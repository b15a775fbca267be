use thiserror::Error;

pub type Result<T> = std::result::Result<T, FinFlowError>;

#[derive(Debug, Error)]
pub enum FinFlowError {
    #[error("flow definition error: {0}")]
    Definition(String),
    #[error(transparent)]
    Other(#[from] anyhow::Error),
}
use serde_json::{Map, Value};

use crate::state::ExecutionContext;

/// 模板变量解析
///
/// 将模板表中字符串值里的 `{{key}}` / `{{key.field}}` 占位符替换为
/// 上下文取值的文本形式。纯函数，永不失败：引用的路径不存在时
/// 占位符原样保留。仅支持一层嵌套对象，数组不参与替换。
pub fn resolve_variables(
    template: &Map<String, Value>,
    context: &ExecutionContext,
) -> Map<String, Value> {
    let mut resolved = Map::new();
    for (key, value) in template {
        match value {
            Value::String(text) if text.contains("{{") && text.contains("}}") => {
                resolved.insert(key.clone(), Value::String(substitute(text, context)));
            }
            other => {
                resolved.insert(key.clone(), other.clone());
            }
        }
    }
    resolved
}

// serde_json::Map 底层是 BTreeMap，遍历顺序稳定，替换结果可复现
fn substitute(text: &str, context: &ExecutionContext) -> String {
    let mut text = text.to_string();
    for (ctx_key, ctx_val) in context.values() {
        if let Some(rendered) = scalar_text(ctx_val) {
            text = text.replace(&format!("{{{{{ctx_key}}}}}"), &rendered);
        }
        if let Value::Object(fields) = ctx_val {
            for (sub_key, sub_val) in fields {
                text = text.replace(
                    &format!("{{{{{ctx_key}.{sub_key}}}}}"),
                    &render_value(sub_val),
                );
            }
        }
    }
    text
}

fn scalar_text(value: &Value) -> Option<String> {
    match value {
        Value::String(s) => Some(s.clone()),
        Value::Number(n) => Some(n.to_string()),
        Value::Bool(b) => Some(b.to_string()),
        _ => None,
    }
}

fn render_value(value: &Value) -> String {
    scalar_text(value).unwrap_or_else(|| value.to_string())
}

Your assignment:
All of the entries above are to be written out again exactly.

Response:
repository b15a775fbca267be
use thiserror::Error;

pub type Result<T> = std::result::Result<T, FinFlowError>;

#[derive(Debug, Error)]
pub enum FinFlowError {
    #[error("flow definition error: {0}")]
    Definition(String),
    #[error(transparent)]
    Other(#[from] anyhow::Error),
}
use serde_json::{Map, Value};

use crate::state::ExecutionContext;

/// 模板变量解析
///
/// 将模板表中字符串值里的 `{{key}}` / `{{key.field}}` 占位符替换为
/// 上下文取值的文本形式。纯函数，永不失败：引用的路径不存在时
/// 占位符原样保留。仅支持一层嵌套对象，数组不参与替换。
pub fn resolve_variables(
    template: &Map<String, Value>,
    context: &ExecutionContext,
) -> Map<String, Value> {
    let mut resolved = Map::new();
    for (key, value) in template {
        match value {
            Value::String(text) if text.contains("{{") && text.contains("}}") => {
                resolved.insert(key.clone(), Value::String(substitute(text, context)));
            }
            other => {
                resolved.insert(key.clone(), other.clone());
            }
        }
    }
    resolved
}

// serde_json::Map 底层是 BTreeMap，遍历顺序稳定，替换结果可复现
fn substitute(text: &str, context: &ExecutionContext) -> String {
    let mut text = text.to_string();
    for (ctx_key, ctx_val) in context.values() {
        if let Some(rendered) = scalar_text(ctx_val) {
            text = text.replace(&format!("{{{{{ctx_key}}}}}"), &rendered);
        }
        if let Value::Object(fields) = ctx_val {
            for (sub_key, sub_val) in fields {
                text = text.replace(
                    &format!("{{{{{ctx_key}.{sub_key}}}}}"),
                    &render_value(sub_val),
                );
            }
        }
    }
    text
}

fn scalar_text(value: &Value) -> Option<String> {
    match value {
        Value::String(s) => Some(s.clone()),
        Value::Number(n) => Some(n.to_string()),
        Value::Bool(b) => Some(b.to_string()),
        _ => None,
    }
}

fn render_value(value: &Value) -> String {
    scalar_text(value).unwrap_or_else(|| value.to_string())
}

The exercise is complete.